What to do ::
Each line of the material below with the word "width" is to be reported.

Available data ::
┌────────
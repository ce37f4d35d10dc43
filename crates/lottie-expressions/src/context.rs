//! Read-only view of the composition graph an expression runs against.
//!
//! Everything here is immutable once built and shared behind `Arc`, so one
//! document can feed evaluations on any thread.

use glam::{DAffine2, DVec2};
use std::sync::Arc;

use crate::property::{PropertyRef, PropertyValue, StaticProperty};

/// Composition: the root document or a precomp asset.
pub struct CompObject {
    pub name: String,
    pub width: f64,
    pub height: f64,
    pub frame_rate: f64,
    /// In and out point in frames.
    pub in_point: f64,
    pub out_point: f64,
    pub layers: Vec<Arc<LayerObject>>,
}

impl CompObject {
    pub fn new(name: impl Into<String>, width: f64, height: f64, frame_rate: f64) -> Self {
        Self {
            name: name.into(),
            width,
            height,
            frame_rate,
            in_point: 0.0,
            out_point: 0.0,
            layers: Vec::new(),
        }
    }

    pub fn with_layers(mut self, layers: Vec<LayerObject>) -> Self {
        self.layers = layers.into_iter().map(Arc::new).collect();
        self
    }

    pub fn frame_duration(&self) -> f64 {
        if self.frame_rate > 0.0 {
            1.0 / self.frame_rate
        } else {
            0.0
        }
    }

    /// Duration in seconds.
    pub fn duration(&self) -> f64 {
        (self.out_point - self.in_point) * self.frame_duration()
    }

    /// Layer by its 1-based `index`.
    pub fn layer_by_index(&self, index: u32) -> Option<&Arc<LayerObject>> {
        self.layers.iter().find(|l| l.index == index)
    }

    pub fn layer_by_name(&self, name: &str) -> Option<&Arc<LayerObject>> {
        self.layers.iter().find(|l| l.name == name)
    }
}

/// Layer with everything expressions can reach through `thisLayer`.
pub struct LayerObject {
    pub index: u32,
    pub name: String,
    /// Parent layer `index`
    pub parent: Option<u32>,
    /// In, out and start time in frames.
    pub in_point: f64,
    pub out_point: f64,
    pub start_time: f64,
    pub enabled: bool,
    pub width: f64,
    pub height: f64,
    pub transform: Arc<TransformObject>,
    pub effects: Vec<Arc<EffectObject>>,
    pub content: Vec<Arc<ContentObject>>,
    /// Precomp the layer renders.
    pub source: Option<Arc<CompObject>>,
    pub time_remap: Option<PropertyRef>,
}

impl LayerObject {
    pub fn new(index: u32, name: impl Into<String>) -> Self {
        Self {
            index,
            name: name.into(),
            parent: None,
            in_point: 0.0,
            out_point: f64::MAX,
            start_time: 0.0,
            enabled: true,
            width: 0.0,
            height: 0.0,
            transform: Arc::new(TransformObject::default()),
            effects: Vec::new(),
            content: Vec::new(),
            source: None,
            time_remap: None,
        }
    }

    pub fn with_transform(mut self, transform: TransformObject) -> Self {
        self.transform = Arc::new(transform);
        self
    }

    pub fn with_parent(mut self, parent: u32) -> Self {
        self.parent = Some(parent);
        self
    }

    pub fn with_effect(mut self, effect: EffectObject) -> Self {
        self.effects.push(Arc::new(effect));
        self
    }

    pub fn with_content(mut self, content: ContentObject) -> Self {
        self.content.push(Arc::new(content));
        self
    }

    pub fn is_active(&self, frame: f64) -> bool {
        self.enabled && frame >= self.in_point && frame < self.out_point
    }

    /// Effect by name, or by 1-based position.
    pub fn effect(&self, key: &LookupKey) -> Option<&Arc<EffectObject>> {
        match key {
            LookupKey::Name(name) => self.effects.iter().find(|e| e.name == *name),
            LookupKey::Index(i) => i.checked_sub(1).and_then(|i| self.effects.get(i)),
        }
    }

    pub fn content(&self, key: &LookupKey) -> Option<&Arc<ContentObject>> {
        find_content(&self.content, key)
    }
}

/// Transform channels. Position and anchor are 2-D, scale is in percent,
/// rotation in degrees, opacity 0..100.
pub struct TransformObject {
    pub anchor_point: PropertyRef,
    pub position: PropertyRef,
    pub scale: PropertyRef,
    pub rotation: PropertyRef,
    pub opacity: PropertyRef,
}

impl Default for TransformObject {
    fn default() -> Self {
        Self {
            anchor_point: StaticProperty::shared(vec![0.0, 0.0]),
            position: StaticProperty::shared(vec![0.0, 0.0]),
            scale: StaticProperty::shared(vec![100.0, 100.0]),
            rotation: StaticProperty::shared(0.0),
            opacity: StaticProperty::shared(100.0),
        }
    }
}

impl TransformObject {
    /// Local matrix at `time`: translate(position) * rotate * scale * translate(-anchor).
    pub fn matrix_at(&self, time: f64) -> DAffine2 {
        let anchor = to_dvec2(&self.anchor_point.value_at_time(time));
        let position = to_dvec2(&self.position.value_at_time(time));
        let scale = to_dvec2(&self.scale.value_at_time(time)) / 100.0;
        let rotation = self.rotation.value_at_time(time).as_scalar().to_radians();

        DAffine2::from_scale_angle_translation(scale, rotation, position)
            * DAffine2::from_translation(-anchor)
    }
}

fn to_dvec2(value: &PropertyValue) -> DVec2 {
    match value {
        PropertyValue::Scalar(v) => DVec2::splat(*v),
        PropertyValue::Vector(v) => DVec2::new(
            v.first().copied().unwrap_or(0.0),
            v.get(1).copied().unwrap_or(0.0),
        ),
    }
}

/// Effect instance with its controls, e.g. "Slider Control" -> "Slider".
pub struct EffectObject {
    pub name: String,
    pub enabled: bool,
    pub controls: Vec<NamedProperty>,
}

impl EffectObject {
    pub fn new(name: impl Into<String>) -> Self {
        Self {
            name: name.into(),
            enabled: true,
            controls: Vec::new(),
        }
    }

    pub fn with_control(mut self, name: impl Into<String>, property: PropertyRef) -> Self {
        self.controls.push(NamedProperty {
            name: name.into(),
            property,
        });
        self
    }

    pub fn control(&self, key: &LookupKey) -> Option<&NamedProperty> {
        match key {
            LookupKey::Name(name) => self.controls.iter().find(|c| c.name == *name),
            LookupKey::Index(i) => i.checked_sub(1).and_then(|i| self.controls.get(i)),
        }
    }
}

/// Shape content item: a group or a leaf shape/style.
pub struct ContentObject {
    pub name: String,
    pub properties: Vec<NamedProperty>,
    pub transform: Option<Arc<TransformObject>>,
    pub content: Vec<Arc<ContentObject>>,
}

impl ContentObject {
    pub fn new(name: impl Into<String>) -> Self {
        Self {
            name: name.into(),
            properties: Vec::new(),
            transform: None,
            content: Vec::new(),
        }
    }

    pub fn with_property(mut self, name: impl Into<String>, property: PropertyRef) -> Self {
        self.properties.push(NamedProperty {
            name: name.into(),
            property,
        });
        self
    }

    pub fn with_child(mut self, child: ContentObject) -> Self {
        self.content.push(Arc::new(child));
        self
    }

    pub fn property(&self, name: &str) -> Option<&NamedProperty> {
        self.properties.iter().find(|p| p.name == name)
    }

    pub fn content(&self, key: &LookupKey) -> Option<&Arc<ContentObject>> {
        find_content(&self.content, key)
    }
}

fn find_content<'a>(items: &'a [Arc<ContentObject>], key: &LookupKey) -> Option<&'a Arc<ContentObject>> {
    match key {
        LookupKey::Name(name) => items.iter().find(|c| c.name == *name),
        LookupKey::Index(i) => i.checked_sub(1).and_then(|i| items.get(i)),
    }
}

pub struct NamedProperty {
    pub name: String,
    pub property: PropertyRef,
}

/// Argument of `layer()`, `effect()`, `content()`: a name or a 1-based index.
#[derive(Clone, Debug, PartialEq)]
pub enum LookupKey {
    Name(String),
    Index(usize),
}

/// Layer handle that remembers its composition for parent lookups.
#[derive(Clone)]
pub struct LayerRef {
    pub comp: Arc<CompObject>,
    pub layer: Arc<LayerObject>,
}

impl LayerRef {
    pub fn parent(&self) -> Option<LayerRef> {
        let parent = self.comp.layer_by_index(self.layer.parent?)?;
        Some(LayerRef {
            comp: self.comp.clone(),
            layer: parent.clone(),
        })
    }

    /// Layer space to composition space at `time`, following the parent chain.
    pub fn to_comp_matrix(&self, time: f64) -> DAffine2 {
        let mut matrix = self.layer.transform.matrix_at(time);
        let mut current = self.parent();
        let mut depth = 0;
        while let Some(parent) = current {
            if depth >= MAX_PARENT_DEPTH {
                break;
            }
            matrix = parent.layer.transform.matrix_at(time) * matrix;
            current = parent.parent();
            depth += 1;
        }
        matrix
    }
}

const MAX_PARENT_DEPTH: usize = 64;

/// Everything an evaluation sample sees. Immutable per sample.
#[derive(Clone)]
pub struct EvaluationContext {
    /// Seconds
    pub time: f64,
    pub frame_rate: f64,
    pub comp: Option<Arc<CompObject>>,
    pub layer: Option<Arc<LayerObject>>,
    pub property: Option<PropertyRef>,
    /// Distinguishes properties of one layer when seeding `random()`.
    pub property_index: u32,
    /// Compositions reachable through `comp(name)`.
    pub compositions: Vec<Arc<CompObject>>,
}

impl EvaluationContext {
    pub fn new(time: f64, frame_rate: f64) -> Self {
        Self {
            time,
            frame_rate,
            comp: None,
            layer: None,
            property: None,
            property_index: 0,
            compositions: Vec::new(),
        }
    }

    pub fn with_comp(mut self, comp: Arc<CompObject>) -> Self {
        self.comp = Some(comp);
        self
    }

    pub fn with_layer(mut self, layer: Arc<LayerObject>) -> Self {
        self.layer = Some(layer);
        self
    }

    pub fn with_property(mut self, property: PropertyRef) -> Self {
        self.property = Some(property);
        self
    }

    pub fn with_property_index(mut self, index: u32) -> Self {
        self.property_index = index;
        self
    }

    pub fn with_compositions(mut self, compositions: Vec<Arc<CompObject>>) -> Self {
        self.compositions = compositions;
        self
    }

    pub fn frame(&self) -> f64 {
        self.time * self.frame_rate
    }

    pub fn this_layer(&self) -> Option<LayerRef> {
        Some(LayerRef {
            comp: self.comp.clone()?,
            layer: self.layer.clone()?,
        })
    }

    pub fn composition(&self, name: &str) -> Option<Arc<CompObject>> {
        self.compositions
            .iter()
            .chain(self.comp.iter())
            .find(|c| c.name == name)
            .cloned()
    }
}

#[cfg(test)]
mod tests {
    use super::*;

    fn transform(position: [f64; 2], rotation: f64, scale: f64) -> TransformObject {
        TransformObject {
            position: StaticProperty::shared(position.to_vec()),
            rotation: StaticProperty::shared(rotation),
            scale: StaticProperty::shared(vec![scale, scale]),
            ..TransformObject::default()
        }
    }

    #[test]
    fn test_parented_matrix() {
        let comp = Arc::new(CompObject::new("Main", 100.0, 100.0, 30.0).with_layers(vec![
            LayerObject::new(1, "Parent").with_transform(transform([10.0, 0.0], 0.0, 200.0)),
            LayerObject::new(2, "Child")
                .with_parent(1)
                .with_transform(transform([5.0, 5.0], 0.0, 100.0)),
        ]));

        let child = LayerRef {
            comp: comp.clone(),
            layer: comp.layers[1].clone(),
        };
        let p = child.to_comp_matrix(0.0).transform_point2(DVec2::ZERO);
        assert!((p - DVec2::new(20.0, 10.0)).length() < 1e-9, "got {:?}", p);
    }

    #[test]
    fn test_rotation_is_degrees() {
        let t = transform([0.0, 0.0], 90.0, 100.0);
        let p = t.matrix_at(0.0).transform_point2(DVec2::new(1.0, 0.0));
        assert!((p - DVec2::new(0.0, 1.0)).length() < 1e-9, "got {:?}", p);
    }

    #[test]
    fn test_lookup_keys_are_one_based() {
        let layer = LayerObject::new(1, "L")
            .with_effect(EffectObject::new("First"))
            .with_effect(EffectObject::new("Second"));
        assert_eq!(layer.effect(&LookupKey::Index(2)).unwrap().name, "Second");
        assert!(layer.effect(&LookupKey::Index(0)).is_none());
        assert!(layer.effect(&LookupKey::Name("Third".into())).is_none());
    }
}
└────────
Your solution ::
    pub width: f64,
    pub fn new(name: impl Into<String>, width: f64, height: f64, frame_rate: f64) -> Self {
            width,
    pub width: f64,
            width: 0.0,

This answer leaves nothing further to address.